Quantifying the value of diagnostics for infectious disease burden mitigation A health economic modeling perspective

Diagnostics are fundamental to effective infectious disease management, yet access remains inequitable globally. This thesis evaluates the economic and public health value of existing and novel diagnostics in resource-limited settings across multiple infectious diseases, employing health economic and mathematical modeling to generate evidence to inform policy. This work investigates the cost-effective implementation of existing diagnostic tools for HIV to prevent vertical transmission using Markov modeling, and the roll-out and cost-effectiveness of rapid diagnostic tests for SARS-CoV-2 through a micro-costing study and agent-based modeling. Modeling analyses in this thesis further assess the potential impact and costs of novel diagnostic tools, including a point-of-care test for neonatal sepsis, a culture-dependent molecular diagnostic for antimicrobial resistance profiling in bloodstream infections, and a non-invasive malaria screening diagnostic.

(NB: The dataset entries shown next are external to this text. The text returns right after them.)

/// Foreground window and primary screen geometry.
///
/// On Windows this uses `GetForegroundWindow`/`GetWindowRect`/`GetSystemMetrics`
/// and resolves the owning process name through `sysinfo`. Elsewhere the desktop
/// never reports a window, which the presence classifier reads as "not gaming".
#[cfg(windows)]
use sysinfo::{Pid, ProcessesToUpdate, System};
#[cfg(windows)]
use windows::Win32::Foundation::{HWND, RECT};
#[cfg(windows)]
use windows::Win32::UI::WindowsAndMessaging::{
    GetForegroundWindow, GetSystemMetrics, GetWindowRect, GetWindowThreadProcessId, SM_CXSCREEN,
    SM_CYSCREEN,
};

/// Window bounds in screen coordinates; `right`/`bottom` are exclusive.
#[derive(Debug, Clone, Copy, PartialEq, Eq, Default)]
pub struct Rect {
    pub left: i32,
    pub top: i32,
    pub right: i32,
    pub bottom: i32,
}

impl Rect {
    pub fn width(&self) -> i32 {
        self.right - self.left
    }

    pub fn height(&self) -> i32 {
        self.bottom - self.top
    }
}

#[derive(Debug, Clone, Default)]
pub struct ForegroundWindow {
    /// Lowercase executable name of the owning process, if it could be resolved.
    pub exe_name: Option<String>,
    pub rect: Option<Rect>,
}

pub trait DesktopView {
    /// `None` when there is no foreground window or the API is unavailable.
    fn foreground(&mut self) -> Option<ForegroundWindow>;

    /// Primary display size in pixels.
    fn screen_size(&mut self) -> Option<(i32, i32)>;
}

/// The real desktop of this machine.
pub struct SystemDesktop {
    #[cfg(windows)]
    system: System,
}

impl SystemDesktop {
    pub fn new() -> Self {
        Self {
            #[cfg(windows)]
            system: System::new(),
        }
    }
}

#[cfg(windows)]
impl DesktopView for SystemDesktop {
    fn foreground(&mut self) -> Option<ForegroundWindow> {
        let hwnd = unsafe { GetForegroundWindow() };
        if hwnd == HWND::default() {
            return None;
        }

        let mut pid = 0u32;
        unsafe { GetWindowThreadProcessId(hwnd, Some(&mut pid)) };
        let exe_name = if pid > 0 {
            let pid = Pid::from_u32(pid);
            self.system
                .refresh_processes(ProcessesToUpdate::Some(&[pid]), false);
            self.system
                .process(pid)
                .map(|p| p.name().to_string_lossy().to_lowercase())
        } else {
            None
        };

        let mut raw = RECT::default();
        let rect = match unsafe { GetWindowRect(hwnd, &mut raw) } {
            Ok(()) => Some(Rect {
                left: raw.left,
                top: raw.top,
                right: raw.right,
                bottom: raw.bottom,
            }),
            Err(e) => {
                log::debug!("GetWindowRect failed: {e}");
                None
            }
        };

        Some(ForegroundWindow { exe_name, rect })
    }

    fn screen_size(&mut self) -> Option<(i32, i32)> {
        let (width, height) = unsafe { (GetSystemMetrics(SM_CXSCREEN), GetSystemMetrics(SM_CYSCREEN)) };
        if width <= 0 || height <= 0 {
            return None;
        }
        Some((width, height))
    }
}

#[cfg(not(windows))]
impl DesktopView for SystemDesktop {
    fn foreground(&mut self) -> Option<ForegroundWindow> {
        None
    }

    fn screen_size(&mut self) -> Option<(i32, i32)> {
        None
    }
}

By contributing to the United Nations' 2025 AIDS report and directly informing the World Health Organization's Target Product Profile for a new neonatal sepsis diagnostic, the findings of this thesis have had real-world impact. As foreign aid contracts and implementation trials become increasingly unfeasible, this thesis demonstrates how health economic modeling is an indispensable tool for guiding diagnostic investment and placement, shaping clinical guidelines, and advancing health equity in resource-limited settings.